This Vegan Stir Fry is a healthy, quick, and easy dinner packed with more than 8 plants. Plus, it's a very fulfilling dinner packed with plant-based proteins from tofu.
You can find the full recipe, including tips, step-by-step photos, video, storage instructions, detailed allergy swaps, FAQ, and save at: https://www.theconsciousplantkitchen.com/vegan-stir-fry/ or scan the QR code here ➡️
Preheat oven to 350°F (180°C). Line a large baking sheet with parchment paper. Slightly oil paper with cooking spray. Set aside.
Bake Tofu
Wrap the tofu block in a clean kitchen towel and place it on the work surface. Add heavy weight on top like cookbooks, and set aside 10 minutes until the towel is wet and the block of tofu is dry.

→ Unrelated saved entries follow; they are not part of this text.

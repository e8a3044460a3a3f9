use chrono::DateTime;
use chrono::Duration;
use chrono::Utc;
use serde::Deserialize;
use serde::Serialize;

/// Claim set carried by an access token.
///
/// Every field is mandatory: a token missing any of them fails to decode.
#[derive(Debug, Clone, Serialize, Deserialize, PartialEq, Eq)]
pub struct Claims {
    /// Subject (user identifier)
    pub sub: String,

    /// Display name of the subject at issuance time
    pub name: String,

    /// Issued at (Unix timestamp)
    pub iat: i64,

    /// Expiration time (Unix timestamp)
    pub exp: i64,
}

impl Claims {
    /// Build claims for a user, valid for `validity` starting at `issued_at`.
    ///
    /// # Arguments
    /// * `user_id` - Unique user identifier
    /// * `name` - Display name embedded as the `name` claim
    /// * `issued_at` - Issuance instant
    /// * `validity` - Length of the validity window
    pub fn for_user(
        user_id: impl ToString,
        name: impl Into<String>,
        issued_at: DateTime<Utc>,
        validity: Duration,
    ) -> Self {
        let expiration = issued_at + validity;

        Self {
            sub: user_id.to_string(),
            name: name.into(),
            iat: issued_at.timestamp(),
            exp: expiration.timestamp(),
        }
    }
}
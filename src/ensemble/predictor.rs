//! Inference over the deployed ensemble

use super::voting::VotingClassifier;
use crate::config::Configuration;
use crate::data::Dataset;
use crate::error::{PipelineError, Result};
use crate::retrain::{DeploymentModel, Stage};
use crate::scoring::{ScoreReport, ScoringEngine};
use ndarray::{Array1, Array2};
use rayon::prelude::*;
use serde::{Deserialize, Serialize};
use tracing::debug;

/// Per-sample audit record
#[derive(Debug, Clone, PartialEq, Serialize, Deserialize)]
pub struct PredictionSample {
    pub id: String,
    /// Class-1 probability from each model, in ensemble order
    pub probabilities: Vec<f64>,
    /// Thresholded decision from each model
    pub decisions: Vec<u8>,
    /// Majority of `decisions`
    pub label: u8,
}

/// Thresholded majority vote over exactly K final models
#[derive(Debug)]
pub struct EnsemblePredictor {
    members: Vec<DeploymentModel>,
    voting: VotingClassifier,
}

impl EnsemblePredictor {
    /// Build from exactly `k` models, all in the final stage
    pub fn new(members: Vec<DeploymentModel>, k: usize, threshold: f64) -> Result<Self> {
        if members.len() != k {
            return Err(PipelineError::MissingDeploymentModel(format!(
                "ensemble needs exactly {} final models, got {}",
                k,
                members.len()
            )));
        }
        if let Some(m) = members.iter().find(|m| m.stage != Stage::Final) {
            return Err(PipelineError::Lifecycle(format!(
                "{} is {}, only final models may serve predictions",
                m.configuration.label(),
                m.stage
            )));
        }
        Ok(Self {
            members,
            voting: VotingClassifier::new(threshold),
        })
    }

    pub fn len(&self) -> usize {
        self.members.len()
    }

    pub fn is_empty(&self) -> bool {
        self.members.is_empty()
    }

    pub fn threshold(&self) -> f64 {
        self.voting.threshold()
    }

    pub fn members(&self) -> &[DeploymentModel] {
        &self.members
    }

    pub fn configurations(&self) -> Vec<&Configuration> {
        self.members.iter().map(|m| &m.configuration).collect()
    }

    /// Per-model probabilities, one array per member
    fn member_probabilities(&self, x: &Array2<f64>) -> Result<Vec<Array1<f64>>> {
        self.members
            .par_iter()
            .map(|m| m.model.predict_rows(x))
            .collect()
    }

    /// Final labels only
    pub fn predict_labels(&self, x: &Array2<f64>) -> Result<Array1<u8>> {
        let probabilities = self.member_probabilities(x)?;
        let (_, labels) = self.voting.predict_from_predictions(&probabilities)?;
        Ok(labels)
    }

    /// Audit records for every row of `x`
    pub fn predict(&self, ids: &[String], x: &Array2<f64>) -> Result<Vec<PredictionSample>> {
        if ids.len() != x.nrows() {
            return Err(PipelineError::ShapeError {
                expected: format!("{} ids", x.nrows()),
                actual: format!("{} ids", ids.len()),
            });
        }

        let probabilities = self.member_probabilities(x)?;
        let (decisions, labels) = self.voting.predict_from_predictions(&probabilities)?;

        let samples: Vec<PredictionSample> = ids
            .par_iter()
            .enumerate()
            .map(|(i, id)| PredictionSample {
                id: id.clone(),
                probabilities: probabilities.iter().map(|p| p[i]).collect(),
                decisions: decisions.row(i).to_vec(),
                label: labels[i],
            })
            .collect();

        debug!(samples = samples.len(), models = self.len(), "ensemble predictions produced");
        Ok(samples)
    }

    /// Score the ensemble's labels against a labelled dataset
    pub fn evaluate(&self, data: &Dataset) -> Result<ScoreReport> {
        let labels = self.predict_labels(data.features())?;
        ScoringEngine::new().score(&data.labels().to_vec(), &labels.to_vec())
    }
}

Cut the tofu into 1-inch cubes. Spray a bit of oil on the cubes, then spread them in a single layer on the prepared baking sheet.
Bake the tofu for 25-30 minutes, flipping the cubes halfway to make all sides crispy and golden.
Stir Fry
In a small bowl, whisk all the stir-fry sauce ingredients until the corn flour is well combined. It's fine if you still see a few lumps. Set aside.
In a wok, or large non-stick frying pan, warm avocado oil over medium heat.
Stir in onion slices and cook until the onion is fragrant and golden. It takes about 2 minutes.
Stir in crushed garlic, carrot sticks, bell pepper slices, broccoli florets, and zucchini, and stir fry for 2-3 minutes until the broccoli florets are vibrant green.
Stir in some water to deglaze, then add the stir-fry sauce and crispy baked tofu cubes.
Toss and cook for 1-2 minutes until the ingredients are coated with the sauce, and it turns thicker and glossy.
Serving
Serve with coconut jasmine rice.
Storage
Store leftovers in the fridge in an airtight container for up to 4 days or freeze for up to 1 month and thaw the day before.